According to David Sack, psychiatrist and chief executive of Elements Behavioral Health, addiction has three main characteristics that cause it to be considered a disease.

  1. It gets passed through genetics
  2. It’s progressive, getting worse over time and can lead to death
  3. It can be treated with medications

When you think about your addiction recovery remember that you’ve overcome a disease that has taken many, many lives. One of my favorite sayings is, Me compared to me.” Compare who you are today to the person you were in your addiction. Own that you’ve battled a disease and lived to tell about the war you won. Fighting a disease of the mind shows incredible strength. 

Rewrite Your Story

I’m all for a good addiction story. Waking up on a toilet seat with your forehead resting on a toilette paper roll, and realizing that it’s 7 a.m., and you slept in the bathroom of the bar you were drunk in last night, is preeeeeety epic.

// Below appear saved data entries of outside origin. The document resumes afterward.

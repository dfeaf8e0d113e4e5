#![deny(unsafe_code)]

//! REDCap export API client.
//!
//! The REDCap API is a single POST endpoint taking a form-encoded payload;
//! `content` selects what is exported (`record`, `metadata`, ...) and
//! `format` selects the body encoding of the response. This crate wraps that
//! endpoint behind typed request builders and an explicit [`ApiConfig`] so
//! the token and base URL are always passed in by the caller, never read
//! from ambient state.

mod client;
mod config;
mod error;
mod request;

pub use client::RedcapClient;
pub use config::{ApiConfig, TOKEN_ENV_VAR};
pub use error::{ApiError, Result};
pub use request::{ExportFormat, MetadataExportRequest, RawOrLabel, RecordExportRequest};
//! Metadata CSV parsing.

use redcap_model::{FieldType, MetadataRecord, MetadataTable};
use tracing::debug;

use crate::error::{IngestError, Result};

/// Strip BOM and surrounding whitespace from a header or cell.
pub(crate) fn normalize_cell(raw: &str) -> &str {
    raw.trim().trim_matches('\u{feff}')
}

fn header_index(headers: &csv::StringRecord, name: &str) -> Option<usize> {
    headers.iter().position(|h| normalize_cell(h) == name)
}

fn get_string(row: &csv::StringRecord, idx: Option<usize>) -> String {
    idx.and_then(|i| row.get(i))
        .map(normalize_cell)
        .unwrap_or("")
        .to_string()
}

fn require_column(headers: &csv::StringRecord, name: &str) -> Result<usize> {
    header_index(headers, name).ok_or_else(|| IngestError::MissingColumn {
        column: name.to_string(),
    })
}

/// Parse a metadata export body into a typed table.
///
/// `field_name` and `field_type` columns are required; the remaining columns
/// default to empty when absent. A row with an empty `field_name` is a parse
/// error rather than a silently skipped record.
pub fn parse_metadata_csv(text: &str) -> Result<MetadataTable> {
    let mut reader = csv::ReaderBuilder::new()
        .has_headers(true)
        .flexible(true)
        .from_reader(text.as_bytes());
    let headers = reader.headers().map_err(IngestError::csv)?.clone();

    let idx_name = require_column(&headers, "field_name")?;
    let idx_type = require_column(&headers, "field_type")?;
    let idx_form = header_index(&headers, "form_name");
    let idx_label = header_index(&headers, "field_label");
    let idx_choices = header_index(&headers, "select_choices_or_calculations");

    let mut records = Vec::new();
    for (row_number, row) in reader.records().enumerate() {
        let row = row.map_err(IngestError::csv)?;
        let field_name = get_string(&row, Some(idx_name));
        if field_name.is_empty() {
            return Err(IngestError::EmptyFieldName {
                row: row_number + 2,
            });
        }
        let field_type = FieldType::parse(&get_string(&row, Some(idx_type)));
        let record = MetadataRecord::new(
            field_name,
            get_string(&row, idx_form),
            field_type,
            get_string(&row, idx_label),
            get_string(&row, idx_choices),
        )
        .map_err(|_| IngestError::EmptyFieldName {
            row: row_number + 2,
        })?;
        records.push(record);
    }
    debug!(fields = records.len(), "parsed metadata export");
    Ok(MetadataTable::new(records))
}
use super::Class;

pub const JUMP_OPS: [u8; 8] = [0x04, 0x24, 0x44, 0x64, 0x84, 0xa4, 0xc4, 0xe4];

pub const ILLEGAL_OPS: [u8; 26] = [
    0x01, 0x06, 0x0b, 0x22, 0x33, 0x38, 0x3b, 0x63, 0x66, 0x73, 0x82, 0x87, 0x8b, 0x9b, 0xa2,
    0xa6, 0xb7, 0xc0, 0xc1, 0xc2, 0xc3, 0xd6, 0xe0, 0xe1, 0xe2, 0xf3,
];

#[derive(Debug, Clone, Copy, PartialEq, Eq)]
pub enum Operand {
    None,
    /// The byte after the opcode.
    Direct,
}

#[derive(Debug, Clone, Copy, PartialEq, Eq)]
pub struct Instr {
    pub name: &'static str,
    pub operand: Operand,
}

const MNEMONICS: [(u8, &str, Operand); 10] = [
    (0x00, "Nop", Operand::None),
    (0x23, "MOV A, direct", Operand::Direct),
    (0xa3, "MOVP A, @A", Operand::None),
    (0xe3, "MOVP3 A, @A", Operand::None),
    (0x83, "RET", Operand::None),
    (0x93, "RETR", Operand::None),
    (0x80, "MOVX A, @R0", Operand::None),
    // Same text as $80; kept as-is until someone checks it against the datasheet.
    (0x81, "MOVX A, @R0", Operand::None),
    (0x90, "MOVX @R0, A", Operand::None),
    (0x91, "MOVX @R1, A", Operand::None),
];

#[derive(Debug, Clone, Copy, PartialEq, Eq)]
pub struct Entry {
    pub class: Class,
    pub instr: Option<Instr>,
}

static TABLE: [Entry; 256] = build_table();

pub fn lookup(opcode: u8) -> Entry {
    TABLE[opcode as usize]
}

const fn build_table() -> [Entry; 256] {
    let mut table = [Entry {
        class: Class::Normal,
        instr: None,
    }; 256];

    let mut i = 0;
    while i < ILLEGAL_OPS.len() {
        table[ILLEGAL_OPS[i] as usize].class = Class::Illegal;
        i += 1;
    }

    let mut i = 0;
    while i < JUMP_OPS.len() {
        table[JUMP_OPS[i] as usize].class = Class::Jump;
        i += 1;
    }

    let mut i = 0;
    while i < MNEMONICS.len() {
        let (code, name, operand) = MNEMONICS[i];
        table[code as usize].instr = Some(Instr { name, operand });
        i += 1;
    }

    table
}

Since you’re already a good story teller, I’m going to give you a challenge. For every Rocky Horror Blitzed Picture Show story you tell, match it with one that highlights your success.  Tell the story about how hard it was to string three days of sobriety together. How you battled for months and thought it may never happen for you. Then, there was that one night where your recovery buddy stayed on the phone with you until 12:05 a.m.  just to make sure you got your third day of sobriety. Share about how much inner strength it takes to win the battle. That’s a story worth telling.

Share It

When you remove the shame, embody strength and rewrite your story you can then share it with the people you love. When they better understand what you have experienced they can develop compassion for addiction. Further, they will carry your recovery story into their own conversations about addiction. This is how all change has happened, from the civil rights movement to gay marriage. Your story could be the illustration that stops the stigma. Remember that when you share the strength in your recovery that story becomes contagious.